INTRODUCTION TO VISUAL CULTURE

INTRODUCTION TO VISUAL CULTURE
Course Code
FS 1506
Credit Points
15
Course Coordinator
Dr J Stewart

Pre-requisites

None.

Co-requisites

None.

Notes

This is a compulsory course for entry into the Honours Film and Visual Culture programme.

Overview

What is Visual Culture? Over the last twenty years, the visual landscape has become digital, virtual, viral, and global. The image-as-object has disintegrated. The theatre-as-architecture has collapsed.
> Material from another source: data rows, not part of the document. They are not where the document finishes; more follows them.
//! Error types for the crop crate.

use chrono::NaiveDate;

use agrosim_kernel::{KioskError, ParameterError, ProtocolError};
use agrosim_types::AfgenError;

/// Errors raised by crop submodels.
#[derive(Debug, thiserror::Error)]
pub enum CropError {
    /// A required parameter was missing or malformed.
    #[error("parameter error: {source}")]
    Parameter {
        /// Underlying parameter error.
        #[from]
        source: ParameterError,
    },

    /// A registry operation failed.
    #[error("kiosk error: {source}")]
    Kiosk {
        /// Underlying registry error.
        #[from]
        source: KioskError,
    },

    /// The two-phase protocol was violated.
    #[error("protocol error: {source}")]
    Protocol {
        /// Underlying protocol error.
        #[from]
        source: ProtocolError,
    },

    /// An interpolation table could not be built.
    #[error("crop table error: {source}")]
    Table {
        /// Underlying table error.
        #[from]
        source: AfgenError,
    },

    /// A parameter has a value the crop cannot work with.
    #[error("invalid crop parameter '{name}': {reason}")]
    InvalidParameter {
        /// Parameter name.
        name: &'static str,
        /// What is wrong with it.
        reason: String,
    },

    /// Partitioning factors do not add up to one.
    #[error(
        "partitioning error on {day}: checksum {checksum}, \
         FR {fr:.3} FL {fl:.3} FS {fs:.3} FO {fo:.3}"
    )]
    Partitioning {
        /// Day of the check.
        day: NaiveDate,
        /// `FR + (FL + FS + FO)(1 - FR) - 1`.
        checksum: f64,
        /// Fraction to roots.
        fr: f64,
        /// Fraction to leaves.
        fl: f64,
        /// Fraction to stems.
        fs: f64,
        /// Fraction to storage organs.
        fo: f64,
    },

    /// Initial biomass was not distributed completely over the organs.
    #[error("initial biomass TDWI {tdwi} not distributed over organs, checksum {checksum}")]
    InitialBiomass {
        /// Total initial dry weight (kg/ha).
        tdwi: f64,
        /// Undistributed remainder (kg/ha).
        checksum: f64,
    },

    /// Carbon flows did not balance.
    #[error("carbon flows not balanced on {day}: checksum {checksum}, GASS {gass}, MRES {mres}")]
    CarbonBalance {
        /// Day of the check.
        day: NaiveDate,
        /// Relative imbalance.
        checksum: f64,
        /// Gross assimilation (kg CH2O/ha/day).
        gass: f64,
        /// Maintenance respiration (kg CH2O/ha/day).
        mres: f64,
    },

    /// A crop nutrient balance did not close at finalize.
    #[error("crop {nutrient} balance not closing on {day} with checksum {checksum}")]
    NutrientBalance {
        /// Nutrient symbol.
        nutrient: &'static str,
        /// Day of the check.
        day: NaiveDate,
        /// Remaining imbalance (kg/ha).
        checksum: f64,
    },

    /// Phenology was asked for something its state cannot do.
    #[error("phenology error on {day}: {reason}")]
    Phenology {
        /// Day of the failure.
        day: NaiveDate,
        /// What went wrong.
        reason: &'static str,
    },
}
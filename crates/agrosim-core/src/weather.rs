//! A validated series of daily weather records, looked up by day.

use std::collections::BTreeMap;
use std::path::Path;

use chrono::NaiveDate;

use agrosim_types::{WeatherError, WeatherRecord};

/// Errors raised while building a weather series.
#[derive(Debug, thiserror::Error)]
pub enum WeatherSeriesError {
    /// Failed to read the weather file.
    #[error("failed to read weather file: {source}")]
    Io {
        /// The underlying I/O error.
        #[from]
        source: std::io::Error,
    },

    /// Failed to parse a JSON weather file.
    #[error("failed to parse weather JSON: {source}")]
    Json {
        /// The underlying JSON error.
        #[from]
        source: serde_json::Error,
    },

    /// Failed to parse a YAML weather file.
    #[error("failed to parse weather YAML: {source}")]
    Yaml {
        /// The underlying YAML error.
        source: serde_yml::Error,
    },

    /// A record is physically implausible.
    #[error(transparent)]
    Invalid(#[from] WeatherError),

    /// Two records for the same day.
    #[error("duplicate weather record for {day}")]
    Duplicate {
        /// The repeated day.
        day: NaiveDate,
    },
}

impl From<serde_yml::Error> for WeatherSeriesError {
    fn from(source: serde_yml::Error) -> Self {
        Self::Yaml { source }
    }
}

/// Daily weather records keyed by day.
#[derive(Debug, Clone, Default, PartialEq)]
pub struct WeatherSeries {
    records: BTreeMap<NaiveDate, WeatherRecord>,
}

impl WeatherSeries {
    /// Validate and index `records`.
    pub fn from_records(records: Vec<WeatherRecord>) -> Result<Self, WeatherSeriesError> {
        let mut indexed = BTreeMap::new();
        for record in records {
            record.validate()?;
            let day = record.day;
            if indexed.insert(day, record).is_some() {
                return Err(WeatherSeriesError::Duplicate { day });
            }
        }
        Ok(Self { records: indexed })
    }

    /// Read a list of records from a `.json` file, or YAML otherwise.
    pub fn from_file(path: &Path) -> Result<Self, WeatherSeriesError> {
        let contents = std::fs::read_to_string(path)?;
        let is_json = path
            .extension()
            .is_some_and(|ext| ext.eq_ignore_ascii_case("json"));
        let records: Vec<WeatherRecord> = if is_json {
            serde_json::from_str(&contents)?
        } else {
            serde_yml::from_str(&contents)?
        };
        let series = Self::from_records(records)?;
        tracing::info!(
            path = %path.display(),
            days = series.len(),
            first = ?series.first_day(),
            last = ?series.last_day(),
            "Weather loaded"
        );
        Ok(series)
    }

    /// Record for `day`.
    pub fn get(&self, day: NaiveDate) -> Option<&WeatherRecord> {
        self.records.get(&day)
    }

    /// Earliest day covered.
    pub fn first_day(&self) -> Option<NaiveDate> {
        self.records.keys().next().copied()
    }

    /// Latest day covered.
    pub fn last_day(&self) -> Option<NaiveDate> {
        self.records.keys().next_back().copied()
    }

    /// Number of records.
    pub fn len(&self) -> usize {
        self.records.len()
    }

    /// Whether the series holds no records.
    pub fn is_empty(&self) -> bool {
        self.records.is_empty()
    }
}

#[cfg(test)]
#[allow(clippy::unwrap_used)]
mod tests {
    use agrosim_types::SyntheticWeather;

    use super::*;

    fn start() -> NaiveDate {
        NaiveDate::from_ymd_opt(2021, 3, 1).unwrap()
    }

    #[test]
    fn synthetic_series_is_indexed_by_day() {
        let series = WeatherSeries::from_records(SyntheticWeather::default().generate(start(), 30)).unwrap();
        assert_eq!(series.len(), 30);
        assert_eq!(series.first_day(), Some(start()));
        assert_eq!(series.last_day(), NaiveDate::from_ymd_opt(2021, 3, 30));
        assert_eq!(series.get(start()).map(|w| w.day), Some(start()));
        assert!(series.get(NaiveDate::from_ymd_opt(2021, 4, 1).unwrap()).is_none());
    }

    #[test]
    fn duplicate_days_are_rejected() {
        let mut records = SyntheticWeather::default().generate(start(), 2);
        records.push(records.first().cloned().unwrap());
        assert!(matches!(
            WeatherSeries::from_records(records),
            Err(WeatherSeriesError::Duplicate { .. })
        ));
    }

    #[test]
    fn implausible_records_are_rejected() {
        let mut records = SyntheticWeather::default().generate(start(), 1);
        if let Some(record) = records.first_mut() {
            record.tmin = record.tmax + 1.0;
        }
        assert!(matches!(
            WeatherSeries::from_records(records),
            Err(WeatherSeriesError::Invalid(WeatherError::TemperatureOrder { .. }))
        ));
    }

    #[test]
    fn records_parse_from_yaml() {
        let yaml = r"
- day: 2021-03-01
  lat: 52.0
  irrad: 12000000.0
  tmin: 2.0
  tmax: 11.0
  rain: 0.1
  e0: 0.2
  es0: 0.18
  et0: 0.15
";
        let records: Vec<WeatherRecord> = serde_yml::from_str(yaml).unwrap();
        let series = WeatherSeries::from_records(records).unwrap();
        assert!((series.get(start()).unwrap().temp() - 6.5).abs() < 1e-12);
    }
}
Visual media have been mixed and re-mixed in the museum and online. In turn, a vibrant cross-section of scholars and practitioners from Art History, Critical Theory, Cultural Studies, Anthropology, and Film Studies have responded, not only engaging contemporary image production and consumption, but also the foundations of visual knowledge: What is an image? What is vision? How and why do we look, gaze, and spectate? From the nomadic pathways of the digital archive to the embodied look that looks back, this course will introduce students to the key concepts and theories that shape this fluid field. We will engage film, video and mixed media from across the twentieth and twenty-first century, and texts by key theorists such as Walter Benjamin, Jacques Lacan, Gilles Deleuze, Frederic Jameson, Donna Haraway and Jean Baudrillard.

Structure

1 two-hour lecture/seminar per week, and 1 one-hour tutorial every two weeks, and a weekly three-hour screening.

Assessment

1st Attempt: Two 1,500-2,000 word essays (80%); Tutorial Assessment (20%).

Resit: 1 two-hour written examination (100%).

Formative Assessment

Short writing assignments will be submitted and discussed in tutorial groups.

Feedback

Written and/or oral feedback will be offered on short tutorial assignments (see above) and essays.